When it comes to choosing between common research antibiotics, there are a few guidelines that can help you make a decision. The most important deciding factor depends on what you are selecting for and what antibiotics will be effective on all cells excluding the cells you wish to maintain. In this article, I will discuss the basics of common antibiotics including their mechanisms of action, when each antibiotic is going to be most useful, and what substitutions may be made for certain antibiotics.
Ampicillin and carbenicillin are semi-synthetic antibiotics of the beta-lactam class. This class of antibiotics is broad-spectrum and you can recognize them because they contain a beta-lactam ring in their molecular structures. All penicillin derivatives, cephalosporins, carbapenems, and monobactams are included in this class. Most beta-lactam antibiotics function by inhibiting cell wall synthesis through the binding of the beta-lactam ring to the penicillin-binding proteins. The cell wall becomes unstable and lyses.

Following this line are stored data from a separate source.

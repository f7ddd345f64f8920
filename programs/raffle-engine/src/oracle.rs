//! Client side of the VRF coordinator: builds the randomness request CPI and
//! reads back the request id the coordinator returns.
//!
//! The coordinator is expected to expose an Anchor instruction named
//! `request_random_words`, to set its return data to the little-endian `u64`
//! request id, and to later invoke `fulfill_random_words` on this program
//! exactly once per accepted request, signed by the raffle's oracle authority.

use anchor_lang::prelude::*;
use anchor_lang::solana_program::{
    hash::hash,
    instruction::{AccountMeta, Instruction},
    program::{get_return_data, invoke_signed},
};
use arrayref::array_ref;

use crate::{
    constants::{NUM_WORDS, REQUEST_RANDOM_WORDS_IX},
    error::RaffleError,
    state::Raffle,
};

/// Borsh payload of `request_random_words`.
#[derive(AnchorSerialize, AnchorDeserialize, Clone, Debug, PartialEq, Eq)]
pub struct RandomWordsRequest {
    pub key_hash: [u8; 32],
    pub subscription_id: u64,
    pub request_confirmations: u16,
    pub callback_compute_limit: u32,
    pub num_words: u32,
}

impl RandomWordsRequest {
    pub fn for_raffle(raffle: &Raffle) -> Self {
        Self {
            key_hash: raffle.key_hash,
            subscription_id: raffle.subscription_id,
            request_confirmations: raffle.request_confirmations,
            callback_compute_limit: raffle.callback_compute_limit,
            num_words: NUM_WORDS,
        }
    }
}

/// Anchor sighash of the coordinator's request instruction.
pub fn request_discriminator() -> [u8; 8] {
    let preimage = format!("global:{REQUEST_RANDOM_WORDS_IX}");
    let digest = hash(preimage.as_bytes()).to_bytes();
    *array_ref![digest, 0, 8]
}

/// Account order: consumer (raffle PDA, signer), payer (signer, writable),
/// then every forwarded account with its own flags.
pub fn request_instruction(
    coordinator: Pubkey,
    consumer: Pubkey,
    payer: Pubkey,
    forwarded: &[AccountInfo],
    request: &RandomWordsRequest,
) -> Result<Instruction> {
    let mut data = request_discriminator().to_vec();
    request
        .serialize(&mut data)
        .map_err(|_| error!(RaffleError::RandomnessRequestFailed))?;

    let mut accounts = Vec::with_capacity(forwarded.len() + 2);
    accounts.push(AccountMeta::new_readonly(consumer, true));
    accounts.push(AccountMeta::new(payer, true));
    accounts.extend(forwarded.iter().map(|info| AccountMeta {
        pubkey: *info.key,
        is_signer: info.is_signer,
        is_writable: info.is_writable,
    }));

    Ok(Instruction {
        program_id: coordinator,
        accounts,
        data,
    })
}

/// Extracts the request id from the coordinator's CPI return data.
pub fn parse_request_id(
    coordinator: &Pubkey,
    return_data: Option<(Pubkey, Vec<u8>)>,
) -> Result<u64> {
    let (program_id, data) = return_data.ok_or(RaffleError::RandomnessRequestFailed)?;
    require_keys_eq!(program_id, *coordinator, RaffleError::RandomnessRequestFailed);
    require!(data.len() >= 8, RaffleError::RandomnessRequestFailed);
    Ok(u64::from_le_bytes(*array_ref![data, 0, 8]))
}

/// Issues one randomness request, signed by the raffle PDA, and returns the
/// correlation handle. Any coordinator failure aborts the caller.
pub fn request_random_words<'info>(
    coordinator: &AccountInfo<'info>,
    consumer: &AccountInfo<'info>,
    payer: &AccountInfo<'info>,
    forwarded: &[AccountInfo<'info>],
    request: &RandomWordsRequest,
    consumer_seeds: &[&[u8]],
) -> Result<u64> {
    let ix = request_instruction(*coordinator.key, *consumer.key, *payer.key, forwarded, request)?;

    let mut infos = Vec::with_capacity(forwarded.len() + 3);
    infos.push(consumer.clone());
    infos.push(payer.clone());
    infos.extend_from_slice(forwarded);
    infos.push(coordinator.clone());

    invoke_signed(&ix, &infos, &[consumer_seeds])?;

    let request_id = parse_request_id(coordinator.key, get_return_data())?;
    msg!("VRF request {} issued on subscription {}", request_id, request.subscription_id);
    Ok(request_id)
}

Resistance to this class of antibiotics is conferred through beta-lactamases, which are enzymes produced by certain bacteria that cause destruction of the functioning beta-lactam ring.
Ampicillin is one of the most commonly used extended-spectrum beta-lactams, and it is composed of a thiazolidine ring and side chain that is linked to the beta-lactam ring. It is used to select for resistant bacteria in selection experiments. Ampicillin breaks down rather quickly so it is important to use ampicillin plates within four weeks for maximum activity. Satellite colonies may also appear when using ampicillin.

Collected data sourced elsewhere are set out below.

use anchor_lang::prelude::*;

use crate::{
    access,
    constants::*,
    error::RaffleError,
    selection,
    state::EntryLedger,
};

#[derive(AnchorSerialize, AnchorDeserialize, Clone, Copy, Debug, PartialEq, Eq, InitSpace)]
pub enum RaffleState {
    Open,
    Calculating,
}

/// Configuration supplied once at initialization. Immutable afterwards.
#[derive(AnchorSerialize, AnchorDeserialize, Clone, Debug, PartialEq, Eq)]
pub struct InitializeRaffleParams {
    /// Minimum stake in lamports
    pub entrance_fee: u64,
    /// Minimum seconds between the start of a round and its draw
    pub interval: i64,
    /// Program invoked to request randomness
    pub vrf_coordinator: Pubkey,
    /// Only identity allowed to call `fulfill_random_words`
    pub oracle_authority: Pubkey,
    /// Coordinator lane (gas/fee tier) identifier
    pub key_hash: [u8; 32],
    pub subscription_id: u64,
    pub request_confirmations: u16,
    pub callback_compute_limit: u32,
}

#[account]
#[derive(InitSpace)]
pub struct Raffle {
    pub owner: Pubkey,
    pub vrf_coordinator: Pubkey,
    pub oracle_authority: Pubkey,
    pub key_hash: [u8; 32],
    pub subscription_id: u64,
    pub request_confirmations: u16,
    pub callback_compute_limit: u32,
    pub entrance_fee: u64,
    pub interval: i64,
    pub last_timestamp: i64,
    pub state: RaffleState,
    /// `Pubkey::default()` until the first round completes
    pub recent_winner: Pubkey,
    /// Correlation handle of the outstanding randomness request
    pub pending_request: Option<u64>,
    pub is_paused: bool,
    /// Held for the duration of a lamport payout
    pub payout_locked: bool,
    pub bump: u8,
    pub vault_bump: u8,
}

pub const RAFFLE_ACCOUNT_SIZE: usize = 8 + Raffle::INIT_SPACE;

/// Result of `check_upkeep`. The diagnostic triple mirrors what a rejected
/// `perform_upkeep` logs.
#[derive(AnchorSerialize, AnchorDeserialize, Clone, Debug, PartialEq, Eq)]
pub struct UpkeepStatus {
    pub upkeep_needed: bool,
    pub balance: u64,
    pub participant_count: u64,
    pub state: RaffleState,
    /// Reserved, always empty
    pub perform_data: Vec<u8>,
}

#[derive(AnchorSerialize, AnchorDeserialize, Clone, Debug, PartialEq, Eq)]
pub struct RaffleSnapshot {
    pub owner: Pubkey,
    pub entrance_fee: u64,
    pub interval: i64,
    pub state: RaffleState,
    pub participant_count: u64,
    pub pooled_balance: u64,
    pub last_timestamp: i64,
    pub recent_winner: Pubkey,
    pub subscription_id: u64,
    pub pending_request: Option<u64>,
    pub is_paused: bool,
}

/// Outcome of a settled round, produced before any lamports move.
#[derive(Clone, Copy, Debug, PartialEq, Eq)]
pub struct RoundSettlement {
    pub winner: Pubkey,
    pub winner_index: u64,
    pub payout: u64,
}

impl Raffle {
    pub fn configure(
        &mut self,
        owner: Pubkey,
        params: &InitializeRaffleParams,
        bump: u8,
        vault_bump: u8,
        now: i64,
    ) -> Result<()> {
        require!(params.entrance_fee > 0, RaffleError::InvalidEntranceFee);
        require!(
            params.interval > 0 && params.interval <= MAX_INTERVAL,
            RaffleError::InvalidInterval
        );
        require!(
            (MIN_REQUEST_CONFIRMATIONS..=MAX_REQUEST_CONFIRMATIONS)
                .contains(&params.request_confirmations),
            RaffleError::InvalidRequestConfirmations
        );
        require!(
            params.callback_compute_limit > 0
                && params.callback_compute_limit <= MAX_CALLBACK_COMPUTE_LIMIT,
            RaffleError::InvalidCallbackComputeLimit
        );

        self.owner = owner;
        self.vrf_coordinator = params.vrf_coordinator;
        self.oracle_authority = params.oracle_authority;
        self.key_hash = params.key_hash;
        self.subscription_id = params.subscription_id;
        self.request_confirmations = params.request_confirmations;
        self.callback_compute_limit = params.callback_compute_limit;
        self.entrance_fee = params.entrance_fee;
        self.interval = params.interval;
        self.last_timestamp = now;
        self.state = RaffleState::Open;
        self.recent_winner = Pubkey::default();
        self.pending_request = None;
        self.is_paused = false;
        self.payout_locked = false;
        self.bump = bump;
        self.vault_bump = vault_bump;
        Ok(())
    }

    /// Admits `participant` into the current round. Nothing is written unless
    /// every check passes.
    pub fn admit(
        &self,
        ledger: &mut EntryLedger,
        ledger_data: &mut [u8],
        participant: Pubkey,
        stake: u64,
    ) -> Result<()> {
        access::require_not_paused(self)?;
        require!(stake >= self.entrance_fee, RaffleError::InsufficientStake);
        require!(self.state == RaffleState::Open, RaffleError::NotOpen);
        ledger.record(ledger_data, participant, stake)
    }

    /// Eligibility verdict for the next round. `upkeep_needed` holds only when
    /// the raffle is open, the interval has elapsed and the round has both
    /// participants and a positive pool.
    pub fn upkeep_status(&self, ledger: &EntryLedger, now: i64) -> UpkeepStatus {
        let is_open = self.state == RaffleState::Open;
        let time_passed = now.saturating_sub(self.last_timestamp) >= self.interval;
        let has_balance = ledger.pooled_balance > 0;
        let has_players = !ledger.is_empty();

        UpkeepStatus {
            upkeep_needed: is_open && time_passed && has_balance && has_players,
            balance: ledger.pooled_balance,
            participant_count: ledger.participant_count,
            state: self.state,
            perform_data: Vec::new(),
        }
    }

    /// OPEN -> CALCULATING. Must run before the randomness request is issued
    /// so no second round can start while one is outstanding.
    pub fn begin_round(&mut self, ledger: &EntryLedger, now: i64) -> Result<()> {
        access::require_not_paused(self)?;
        let status = self.upkeep_status(ledger, now);
        if !status.upkeep_needed {
            msg!(
                "UpkeepNotNeeded: balance={} participants={} state={:?}",
                status.balance,
                status.participant_count,
                status.state
            );
            return err!(RaffleError::UpkeepNotNeeded);
        }
        self.state = RaffleState::Calculating;
        Ok(())
    }

    pub fn record_request(&mut self, request_id: u64) {
        self.pending_request = Some(request_id);
    }

    /// Applies every effect of a fulfilled round and reports who gets paid
    /// how much. The caller moves the lamports afterwards.
    pub fn settle_round(
        &mut self,
        ledger: &mut EntryLedger,
        ledger_data: &[u8],
        request_id: u64,
        random_word: &[u8; 32],
        now: i64,
    ) -> Result<RoundSettlement> {
        require!(
            self.state == RaffleState::Calculating && self.pending_request == Some(request_id),
            RaffleError::InvalidCorrelation
        );
        let winner_index = selection::winner_index(random_word, ledger.participant_count)
            .ok_or(RaffleError::NoParticipants)?;
        let winner = ledger.participant(ledger_data, winner_index)?;

        self.recent_winner = winner;
        self.state = RaffleState::Open;
        self.pending_request = None;
        self.last_timestamp = now;
        let payout = ledger.reset_round();

        Ok(RoundSettlement {
            winner,
            winner_index,
            payout,
        })
    }

    pub fn snapshot(&self, ledger: &EntryLedger) -> RaffleSnapshot {
        RaffleSnapshot {
            owner: self.owner,
            entrance_fee: self.entrance_fee,
            interval: self.interval,
            state: self.state,
            participant_count: ledger.participant_count,
            pooled_balance: ledger.pooled_balance,
            last_timestamp: self.last_timestamp,
            recent_winner: self.recent_winner,
            subscription_id: self.subscription_id,
            pending_request: self.pending_request,
            is_paused: self.is_paused,
        }
    }
}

Carbenicillin differs from ampicillin because it contains a benzyl group as well as a carboxyl group. Remember that this antibiotic has the same mechanism of action as ampicillin since they are both beta-lactam antibiotics. However, carbenicillin is more stable than ampicillin in growth media because it has better tolerance for heat and acidity. This makes carbenicillin more effective than ampicillin when used in large-scale culturing experiments. When comparing the efficacy of the two antibiotics, carbenicillin has been associated with the formation of less satellite colonies than ampicillin, not only because it is more stable, but also because it is less susceptible to inactivation by beta-lactamase enzymes.
Bottom line: Both of these antibiotics are useful for prokaryotic selection experiments. Based on price, ampicillin is typically preferred unless you are working with experiments that require more stability, such as large-scale growth cultures for reduction of satellite colonies in which you would want to use carbenicillin. It is also important to consider price as a factor. While Carbenicillin typically costs two to four times the price of ampicillin, purchasing either research antibiotic through GoldBio can significantly lower the expense.
Cefotaxime vs. Vancomycin
Cefotaxime is a third generation cephalosporin antibiotic that works by inhibiting cell wall synthesis similarly to other beta-lactam antibiotics. It will be most useful to you in prokaryotic selection experiments and to eliminate Agrobacterium tumefaciens in plant transformation experiments because it is the only cephalosporin that is not very toxic to plants at high concentrations. It is important to keep in mind that cefotaxime and other third generation cephalosporin antibiotics are effective against gram-negative bacteria.
Vancomycin is a glycopeptide antibiotic that is commonly used in plant tissue culture. It functions by hydrogen bonding to the D-alanyl-D-alanine C-terminus of the bacterial peptide preventing cell wall synthesis. While vancomycin is similar to cefotaxime in that it has low toxicity in plants, it differs because it is effective against gram-positive organisms rather than gram-negative.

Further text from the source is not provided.